# YOUR GOAL
Whatever appears in the records should be given again exactly, down to the last mark.

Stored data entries
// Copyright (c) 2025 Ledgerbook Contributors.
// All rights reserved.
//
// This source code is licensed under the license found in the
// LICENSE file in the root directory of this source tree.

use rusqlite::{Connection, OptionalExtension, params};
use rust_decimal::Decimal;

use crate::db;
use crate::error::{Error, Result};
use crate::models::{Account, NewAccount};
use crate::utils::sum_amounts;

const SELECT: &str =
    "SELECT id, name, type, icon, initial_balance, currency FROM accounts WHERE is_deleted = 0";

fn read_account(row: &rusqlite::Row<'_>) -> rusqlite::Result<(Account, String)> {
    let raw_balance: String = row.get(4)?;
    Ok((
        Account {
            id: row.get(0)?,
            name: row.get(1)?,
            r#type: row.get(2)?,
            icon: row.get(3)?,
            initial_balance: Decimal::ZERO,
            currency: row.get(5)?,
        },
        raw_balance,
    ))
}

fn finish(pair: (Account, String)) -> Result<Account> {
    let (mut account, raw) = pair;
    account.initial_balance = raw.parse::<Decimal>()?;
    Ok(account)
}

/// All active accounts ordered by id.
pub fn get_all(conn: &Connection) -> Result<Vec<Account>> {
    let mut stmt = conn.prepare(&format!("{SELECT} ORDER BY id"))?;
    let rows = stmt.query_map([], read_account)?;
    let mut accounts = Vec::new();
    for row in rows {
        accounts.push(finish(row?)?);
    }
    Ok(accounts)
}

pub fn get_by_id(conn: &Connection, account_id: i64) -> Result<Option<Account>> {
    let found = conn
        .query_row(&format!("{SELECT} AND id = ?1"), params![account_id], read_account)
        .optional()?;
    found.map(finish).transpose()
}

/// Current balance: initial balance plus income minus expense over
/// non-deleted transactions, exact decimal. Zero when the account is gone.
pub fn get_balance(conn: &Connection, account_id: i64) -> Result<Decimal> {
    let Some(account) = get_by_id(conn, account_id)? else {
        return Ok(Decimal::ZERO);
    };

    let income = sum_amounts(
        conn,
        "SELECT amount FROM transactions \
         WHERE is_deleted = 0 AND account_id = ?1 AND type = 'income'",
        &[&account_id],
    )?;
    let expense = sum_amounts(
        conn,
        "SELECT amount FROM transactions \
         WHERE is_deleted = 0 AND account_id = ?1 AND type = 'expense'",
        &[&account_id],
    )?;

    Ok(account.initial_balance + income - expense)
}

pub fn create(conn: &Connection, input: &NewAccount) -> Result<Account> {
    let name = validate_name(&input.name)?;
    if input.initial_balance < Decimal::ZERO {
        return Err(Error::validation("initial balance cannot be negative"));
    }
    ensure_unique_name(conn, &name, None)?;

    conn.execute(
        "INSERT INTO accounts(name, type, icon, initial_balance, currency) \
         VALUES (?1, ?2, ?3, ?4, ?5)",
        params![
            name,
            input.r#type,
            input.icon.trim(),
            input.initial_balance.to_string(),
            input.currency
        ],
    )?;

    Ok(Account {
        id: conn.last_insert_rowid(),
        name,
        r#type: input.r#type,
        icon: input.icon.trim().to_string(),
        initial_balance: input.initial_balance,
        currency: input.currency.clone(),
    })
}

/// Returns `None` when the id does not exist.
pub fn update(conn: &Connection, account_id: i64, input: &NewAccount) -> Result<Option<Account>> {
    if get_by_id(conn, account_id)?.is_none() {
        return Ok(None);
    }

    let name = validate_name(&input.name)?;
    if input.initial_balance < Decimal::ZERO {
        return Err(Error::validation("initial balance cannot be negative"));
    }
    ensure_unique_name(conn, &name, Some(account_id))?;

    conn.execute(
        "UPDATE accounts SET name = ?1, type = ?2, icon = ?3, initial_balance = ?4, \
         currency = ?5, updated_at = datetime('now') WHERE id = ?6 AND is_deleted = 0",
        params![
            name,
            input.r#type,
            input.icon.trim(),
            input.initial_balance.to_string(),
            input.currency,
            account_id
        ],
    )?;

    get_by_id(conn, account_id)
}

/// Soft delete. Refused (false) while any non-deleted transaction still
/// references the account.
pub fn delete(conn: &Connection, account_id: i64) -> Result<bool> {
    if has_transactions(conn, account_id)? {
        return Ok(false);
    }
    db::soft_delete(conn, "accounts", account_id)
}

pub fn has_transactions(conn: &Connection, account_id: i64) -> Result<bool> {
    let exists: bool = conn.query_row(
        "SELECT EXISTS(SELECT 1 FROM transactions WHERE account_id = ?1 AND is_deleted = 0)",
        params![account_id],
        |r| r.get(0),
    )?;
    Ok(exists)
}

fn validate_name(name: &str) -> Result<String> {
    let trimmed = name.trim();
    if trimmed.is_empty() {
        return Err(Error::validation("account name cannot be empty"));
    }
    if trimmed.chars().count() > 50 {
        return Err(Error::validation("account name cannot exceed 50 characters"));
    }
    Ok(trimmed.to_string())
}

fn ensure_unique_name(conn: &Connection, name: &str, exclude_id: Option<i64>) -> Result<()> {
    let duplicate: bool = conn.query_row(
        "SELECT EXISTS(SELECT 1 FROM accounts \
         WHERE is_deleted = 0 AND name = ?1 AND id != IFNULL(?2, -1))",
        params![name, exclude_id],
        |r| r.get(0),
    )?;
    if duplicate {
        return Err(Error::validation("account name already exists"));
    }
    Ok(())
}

# ANSWER TO THIS EXERCISE
// Copyright (c) 2025 Ledgerbook Contributors.
// All rights reserved.
//
// This source code is licensed under the license found in the
// LICENSE file in the root directory of this source tree.

use rusqlite::{Connection, OptionalExtension, params};
use rust_decimal::Decimal;

use crate::db;
use crate::error::{Error, Result};
use crate::models::{Account, NewAccount};
use crate::utils::sum_amounts;

const SELECT: &str =
    "SELECT id, name, type, icon, initial_balance, currency FROM accounts WHERE is_deleted = 0";

fn read_account(row: &rusqlite::Row<'_>) -> rusqlite::Result<(Account, String)> {
    let raw_balance: String = row.get(4)?;
    Ok((
        Account {
            id: row.get(0)?,
            name: row.get(1)?,
            r#type: row.get(2)?,
            icon: row.get(3)?,
            initial_balance: Decimal::ZERO,
            currency: row.get(5)?,
        },
        raw_balance,
    ))
}

fn finish(pair: (Account, String)) -> Result<Account> {
    let (mut account, raw) = pair;
    account.initial_balance = raw.parse::<Decimal>()?;
    Ok(account)
}

/// All active accounts ordered by id.
pub fn get_all(conn: &Connection) -> Result<Vec<Account>> {
    let mut stmt = conn.prepare(&format!("{SELECT} ORDER BY id"))?;
    let rows = stmt.query_map([], read_account)?;
    let mut accounts = Vec::new();
    for row in rows {
        accounts.push(finish(row?)?);
    }
    Ok(accounts)
}

pub fn get_by_id(conn: &Connection, account_id: i64) -> Result<Option<Account>> {
    let found = conn
        .query_row(&format!("{SELECT} AND id = ?1"), params![account_id], read_account)
        .optional()?;
    found.map(finish).transpose()
}

/// Current balance: initial balance plus income minus expense over
/// non-deleted transactions, exact decimal. Zero when the account is gone.
pub fn get_balance(conn: &Connection, account_id: i64) -> Result<Decimal> {
    let Some(account) = get_by_id(conn, account_id)? else {
        return Ok(Decimal::ZERO);
    };

    let income = sum_amounts(
        conn,
        "SELECT amount FROM transactions \
         WHERE is_deleted = 0 AND account_id = ?1 AND type = 'income'",
        &[&account_id],
    )?;
    let expense = sum_amounts(
        conn,
        "SELECT amount FROM transactions \
         WHERE is_deleted = 0 AND account_id = ?1 AND type = 'expense'",
        &[&account_id],
    )?;

    Ok(account.initial_balance + income - expense)
}

pub fn create(conn: &Connection, input: &NewAccount) -> Result<Account> {
    let name = validate_name(&input.name)?;
    if input.initial_balance < Decimal::ZERO {
        return Err(Error::validation("initial balance cannot be negative"));
    }
    ensure_unique_name(conn, &name, None)?;

    conn.execute(
        "INSERT INTO accounts(name, type, icon, initial_balance, currency) \
         VALUES (?1, ?2, ?3, ?4, ?5)",
        params![
            name,
            input.r#type,
            input.icon.trim(),
            input.initial_balance.to_string(),
            input.currency
        ],
    )?;

    Ok(Account {
        id: conn.last_insert_rowid(),
        name,
        r#type: input.r#type,
        icon: input.icon.trim().to_string(),
        initial_balance: input.initial_balance,
        currency: input.currency.clone(),
    })
}

/// Returns `None` when the id does not exist.
pub fn update(conn: &Connection, account_id: i64, input: &NewAccount) -> Result<Option<Account>> {
    if get_by_id(conn, account_id)?.is_none() {
        return Ok(None);
    }

    let name = validate_name(&input.name)?;
    if input.initial_balance < Decimal::ZERO {
        return Err(Error::validation("initial balance cannot be negative"));
    }
    ensure_unique_name(conn, &name, Some(account_id))?;

    conn.execute(
        "UPDATE accounts SET name = ?1, type = ?2, icon = ?3, initial_balance = ?4, \
         currency = ?5, updated_at = datetime('now') WHERE id = ?6 AND is_deleted = 0",
        params![
            name,
            input.r#type,
            input.icon.trim(),
            input.initial_balance.to_string(),
            input.currency,
            account_id
        ],
    )?;

    get_by_id(conn, account_id)
}

/// Soft delete. Refused (false) while any non-deleted transaction still
/// references the account.
pub fn delete(conn: &Connection, account_id: i64) -> Result<bool> {
    if has_transactions(conn, account_id)? {
        return Ok(false);
    }
    db::soft_delete(conn, "accounts", account_id)
}

pub fn has_transactions(conn: &Connection, account_id: i64) -> Result<bool> {
    let exists: bool = conn.query_row(
        "SELECT EXISTS(SELECT 1 FROM transactions WHERE account_id = ?1 AND is_deleted = 0)",
        params![account_id],
        |r| r.get(0),
    )?;
    Ok(exists)
}

fn validate_name(name: &str) -> Result<String> {
    let trimmed = name.trim();
    if trimmed.is_empty() {
        return Err(Error::validation("account name cannot be empty"));
    }
    if trimmed.chars().count() > 50 {
        return Err(Error::validation("account name cannot exceed 50 characters"));
    }
    Ok(trimmed.to_string())
}

fn ensure_unique_name(conn: &Connection, name: &str, exclude_id: Option<i64>) -> Result<()> {
    let duplicate: bool = conn.query_row(
        "SELECT EXISTS(SELECT 1 FROM accounts \
         WHERE is_deleted = 0 AND name = ?1 AND id != IFNULL(?2, -1))",
        params![name, exclude_id],
        |r| r.get(0),
    )?;
    if duplicate {
        return Err(Error::validation("account name already exists"));
    }
    Ok(())
}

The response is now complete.